234 So. 3d 304
Miss.2017Background
- Plaintiff Timothy Vivians slipped on the steps entering the therapy pool at Baptist Healthplex on Feb. 12, 2008, injuring his shoulder and later requiring treatment; he sued for premises liability.
- Vivians produced multiple incident reports (2005–2010), including five post-accident reports describing other patrons slipping on the therapy-pool steps.
- Baptist Healthplex moved for summary judgment; the trial court and Court of Appeals granted/affirmed summary judgment for Baptist, finding insufficient proof of a dangerous condition and lack of substantial similarity among incidents.
- Vivians designated medical experts to link his injuries to the fall; Baptists produced evidence that safety measures (replastering, handrail wrapping) had been implemented at some point.
- The Mississippi Supreme Court granted certiorari, applied de novo review, and found genuine issues of material fact as to (1) whether the steps were an unreasonably dangerous condition and (2) whether Baptist breached its duty to maintain/repair, reversing and remanding.
Issues
| Issue | Plaintiff's Argument | Defendant's Argument | Held |
|---|---|---|---|
| Whether the therapy-pool steps constituted an unreasonably dangerous condition | Vivians: multiple similar slip incidents on the same steps create a genuine issue of dangerousness | Baptist: wet/shallow pool steps are obviously slippery; no evidence of an unusual defect or non-obvious danger | Court: Evidence of multiple similar incidents is sufficient to create a genuine issue of material fact about a dangerous condition; reversed and remanded |
| Admissibility/weight of subsequent accident reports (substantial similarity) | Vivians: five subsequent slips on same steps are substantially similar and probative | Baptist: circumstances not shown to be substantially similar; isolated falls do not prove defect | Court: Subsequent incidents on the same steps (some while holding rail, some causing injury) are substantially similar enough to create a jury question |
| Duty to warn vs. duty to maintain/repair (open-and-obvious issue) | Vivians: claim focuses on failure to maintain/repair, not only failure to warn; open-and-obvious does not bar maintenance claim | Baptist: hazard was open and obvious; no duty to warn or repair absent proof of unusual defect | Court: Open-and-obvious may negate a duty to warn, but does not bar a claim that defendant negligently failed to repair; jury must decide maintenance negligence |
Key Cases Cited
- Mayfield v. The Hairbender, 903 So.2d 733 (Miss. 2005) (distinguishes duty to warn from duty to maintain and holds open-and-obvious does not bar maintenance claims)

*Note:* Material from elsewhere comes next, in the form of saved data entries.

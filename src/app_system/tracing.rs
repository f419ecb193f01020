use tracing_subscriber::EnvFilter;

/// Installs the global subscriber. `RUST_LOG` wins over `default_filter`.
///
/// ```bash
/// RUST_LOG=debug cargo run
/// RUST_LOG=donation_hub::clients=debug,info cargo run
/// ```
pub fn setup_tracing(default_filter: &str) {
    let env_filter = EnvFilter::try_from_default_env().unwrap_or_else(|_| EnvFilter::new(default_filter));

    tracing_subscriber::fmt()
        .with_env_filter(env_filter)
        .with_timer(tracing_subscriber::fmt::time::uptime())
        .compact()
        .init();
}
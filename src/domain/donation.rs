use chrono::{DateTime, Utc};
use serde::{Deserialize, Serialize};
use uuid::Uuid;

/// Lifecycle state of a physical-goods donation.
#[derive(Debug, Clone, Copy, PartialEq, Eq, Hash, Serialize, Deserialize)]
pub enum DonationStatus {
    #[serde(rename = "cadastrada")]
    Registered,
    #[serde(rename = "disponivel")]
    Available,
    #[serde(rename = "reservada")]
    Reserved,
    #[serde(rename = "entregue")]
    Delivered,
    #[serde(rename = "cancelada")]
    Cancelled,
}

impl DonationStatus {
    pub const ALL: [DonationStatus; 5] = [
        DonationStatus::Registered,
        DonationStatus::Available,
        DonationStatus::Reserved,
        DonationStatus::Delivered,
        DonationStatus::Cancelled,
    ];

    pub fn as_str(&self) -> &'static str {
        match self {
            DonationStatus::Registered => "cadastrada",
            DonationStatus::Available => "disponivel",
            DonationStatus::Reserved => "reservada",
            DonationStatus::Delivered => "entregue",
            DonationStatus::Cancelled => "cancelada",
        }
    }

    pub fn is_terminal(&self) -> bool {
        matches!(self, DonationStatus::Delivered | DonationStatus::Cancelled)
    }
}

impl std::fmt::Display for DonationStatus {
    fn fmt(&self, f: &mut std::fmt::Formatter<'_>) -> std::fmt::Result {
        f.write_str(self.as_str())
    }
}

#[derive(Debug, Clone, Copy, PartialEq, Eq, Serialize, Deserialize)]
pub enum DeliveryType {
    #[serde(rename = "pickup", alias = "retirada")]
    Pickup,
    #[serde(rename = "donor_delivery", alias = "entrega_doador")]
    DonorDelivery,
}

/// A donation record as stored by the repository.
#[derive(Debug, Clone, PartialEq, Serialize, Deserialize)]
pub struct Donation {
    pub id: Uuid,
    pub title: String,
    pub description: Option<String>,
    pub category_id: Uuid,
    pub quantity: f64,
    pub unit: String,
    pub status: DonationStatus,
    pub donor_id: Uuid,
    pub beneficiary_id: Option<Uuid>,
    pub pickup_address: Option<String>,
    pub delivery_address: Option<String>,
    pub delivery_type: DeliveryType,
    pub notes: Option<String>,
    pub available_date: DateTime<Utc>,
    pub reserved_date: Option<DateTime<Utc>>,
    pub delivered_date: Option<DateTime<Utc>>,
    pub created_at: DateTime<Utc>,
    pub updated_at: DateTime<Utc>,
}

/// Caller-supplied donation form.
///
/// `donor_id` and `status` are accepted so that payloads round-trip, but
/// creation always overwrites them.
#[derive(Debug, Clone, Default, Serialize, Deserialize)]
pub struct DonationInput {
    pub title: String,
    #[serde(default)]
    pub description: Option<String>,
    #[serde(default)]
    pub category_id: Option<Uuid>,
    pub quantity: f64,
    #[serde(default)]
    pub unit: String,
    #[serde(default)]
    pub delivery_type: Option<DeliveryType>,
    #[serde(default)]
    pub pickup_address: Option<String>,
    #[serde(default)]
    pub delivery_address: Option<String>,
    #[serde(default)]
    pub notes: Option<String>,
    #[serde(default)]
    pub available_date: Option<DateTime<Utc>>,
    #[serde(default)]
    pub donor_id: Option<Uuid>,
    #[serde(default)]
    pub status: Option<DonationStatus>,
}

/// Validated creation parameters handed to the repository.
#[derive(Debug, Clone)]
pub struct DonationCreate {
    pub title: String,
    pub description: Option<String>,
    pub category_id: Uuid,
    pub quantity: f64,
    pub unit: String,
    pub delivery_type: DeliveryType,
    pub pickup_address: Option<String>,
    pub delivery_address: Option<String>,
    pub notes: Option<String>,
    pub available_date: Option<DateTime<Utc>>,
    pub donor_id: Uuid,
}

/// Repository filter. Unset fields match everything.
#[derive(Debug, Clone, Default, PartialEq, Eq, Hash)]
pub struct DonationFilter {
    pub status: Option<DonationStatus>,
    pub category_id: Option<Uuid>,
    pub donor_id: Option<Uuid>,
    pub beneficiary_id: Option<Uuid>,
}

impl DonationFilter {
    pub fn by_donor(donor_id: Uuid) -> Self {
        Self { donor_id: Some(donor_id), ..Default::default() }
    }

    pub fn by_status(status: DonationStatus) -> Self {
        Self { status: Some(status), ..Default::default() }
    }

    pub fn matches(&self, donation: &Donation) -> bool {
        self.status.map_or(true, |s| donation.status == s)
            && self.category_id.map_or(true, |c| donation.category_id == c)
            && self.donor_id.map_or(true, |d| donation.donor_id == d)
            && self.beneficiary_id.map_or(true, |b| donation.beneficiary_id == Some(b))
    }
}

/// Per-status counters for dashboards.
#[derive(Debug, Clone, Copy, Default, PartialEq, Eq, Serialize, Deserialize)]
pub struct DonationStats {
    pub total: u64,
    pub cadastrada: u64,
    pub disponivel: u64,
    pub reservada: u64,
    pub entregue: u64,
    pub cancelada: u64,
}

impl DonationStats {
    pub fn from_donations<'a>(donations: impl IntoIterator<Item = &'a Donation>) -> Self {
        donations.into_iter().fold(Self::default(), |mut stats, donation| {
            stats.total += 1;
            match donation.status {
                DonationStatus::Registered => stats.cadastrada += 1,
                DonationStatus::Available => stats.disponivel += 1,
                DonationStatus::Reserved => stats.reservada += 1,
                DonationStatus::Delivered => stats.entregue += 1,
                DonationStatus::Cancelled => stats.cancelada += 1,
            }
            stats
        })
    }
}
//! Role → permission mapping.
//!
//! Every role lists its permissions explicitly. Roles happen to nest, but
//! nothing here relies on that.

use serde::{Deserialize, Serialize};

use crate::domain::Role;

#[derive(Debug, Clone, Copy, PartialEq, Eq, Hash, Serialize, Deserialize)]
#[serde(rename_all = "snake_case")]
pub enum Permission {
    ViewOwnDonations,
    CreateDonation,
    ViewEvents,
    RegisterForEvents,
    ViewAllDonations,
    UpdateDonationStatus,
    ApproveDonations,
    ManageDonations,
    ViewStatistics,
    ManageVolunteers,
    ManageCategories,
    ViewReports,
    ManageEvents,
    ManageUsers,
}

impl Permission {
    pub const ALL: [Permission; 14] = [
        Permission::ViewOwnDonations,
        Permission::CreateDonation,
        Permission::ViewEvents,
        Permission::RegisterForEvents,
        Permission::ViewAllDonations,
        Permission::UpdateDonationStatus,
        Permission::ApproveDonations,
        Permission::ManageDonations,
        Permission::ViewStatistics,
        Permission::ManageVolunteers,
        Permission::ManageCategories,
        Permission::ViewReports,
        Permission::ManageEvents,
        Permission::ManageUsers,
    ];

    pub fn as_str(&self) -> &'static str {
        match self {
            Permission::ViewOwnDonations => "view_own_donations",
            Permission::CreateDonation => "create_donation",
            Permission::ViewEvents => "view_events",
            Permission::RegisterForEvents => "register_for_events",
            Permission::ViewAllDonations => "view_all_donations",
            Permission::UpdateDonationStatus => "update_donation_status",
            Permission::ApproveDonations => "approve_donations",
            Permission::ManageDonations => "manage_donations",
            Permission::ViewStatistics => "view_statistics",
            Permission::ManageVolunteers => "manage_volunteers",
            Permission::ManageCategories => "manage_categories",
            Permission::ViewReports => "view_reports",
            Permission::ManageEvents => "manage_events",
            Permission::ManageUsers => "manage_users",
        }
    }

    pub fn parse(name: &str) -> Option<Permission> {
        Permission::ALL.into_iter().find(|p| p.as_str() == name)
    }
}

impl std::fmt::Display for Permission {
    fn fmt(&self, f: &mut std::fmt::Formatter<'_>) -> std::fmt::Result {
        f.write_str(self.as_str())
    }
}

const DONOR: &[Permission] = &[
    Permission::ViewOwnDonations,
    Permission::CreateDonation,
    Permission::ViewEvents,
];

const VOLUNTEER: &[Permission] = &[
    Permission::ViewOwnDonations,
    Permission::CreateDonation,
    Permission::ViewEvents,
    Permission::RegisterForEvents,
    Permission::ViewAllDonations,
    Permission::UpdateDonationStatus,
];

const INTERNAL: &[Permission] = &[
    Permission::ViewOwnDonations,
    Permission::CreateDonation,
    Permission::ViewEvents,
    Permission::RegisterForEvents,
    Permission::ViewAllDonations,
    Permission::UpdateDonationStatus,
    Permission::ApproveDonations,
    Permission::ManageDonations,
    Permission::ViewStatistics,
    Permission::ManageVolunteers,
    Permission::ManageCategories,
    Permission::ViewReports,
];

const ADMIN: &[Permission] = &[
    Permission::ViewOwnDonations,
    Permission::CreateDonation,
    Permission::ViewEvents,
    Permission::RegisterForEvents,
    Permission::ViewAllDonations,
    Permission::UpdateDonationStatus,
    Permission::ApproveDonations,
    Permission::ManageDonations,
    Permission::ViewStatistics,
    Permission::ManageVolunteers,
    Permission::ManageCategories,
    Permission::ViewReports,
    Permission::ManageEvents,
    Permission::ManageUsers,
];

pub fn permissions_for(role: Role) -> &'static [Permission] {
    match role {
        Role::Donor => DONOR,
        Role::Volunteer => VOLUNTEER,
        Role::Internal => INTERNAL,
        Role::Admin => ADMIN,
    }
}

pub fn has_permission(role: Role, permission: Permission) -> bool {
    permissions_for(role).contains(&permission)
}

/// String-keyed lookup for stored role names. Unknown roles or permissions
/// are simply not granted.
pub fn has_permission_named(role: &str, permission: &str) -> bool {
    match (Role::parse(role), Permission::parse(permission)) {
        (Some(role), Some(permission)) => has_permission(role, permission),
        _ => false,
    }
}

pub fn can_access_admin_panel(role: Role) -> bool {
    has_permission(role, Permission::ManageUsers)
        || has_permission(role, Permission::ManageEvents)
        || has_permission(role, Permission::ViewReports)
}

pub fn can_manage_donations(role: Role) -> bool {
    has_permission(role, Permission::UpdateDonationStatus)
        || has_permission(role, Permission::ManageDonations)
}

pub fn can_manage_volunteers(role: Role) -> bool {
    has_permission(role, Permission::ManageVolunteers)
        || has_permission(role, Permission::ManageUsers)
}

- Tharp v. Bunge Corp., 641 So.2d 20 (Miss. 1994) (rejects open-and-obvious as absolute defense; places burden to remediate obvious hazards on landowner)
- Hartford Ins. Grp. v. Massey, 216 So.2d 415 (Miss. 1968) (trial court has discretion to admit evidence of subsequent acts if conditions are substantially similar)
- Munford, Inc. v. Fleming, 597 So.2d 1282 (Miss. 1992) (plaintiff must show proprietor had actual or constructive knowledge of dangerous condition or created it)
- Whitaker v. Limeco Corp., 32 So.3d 429 (Miss. 2010) (summary judgment review is de novo; view evidence in the light most favorable to nonmoving party)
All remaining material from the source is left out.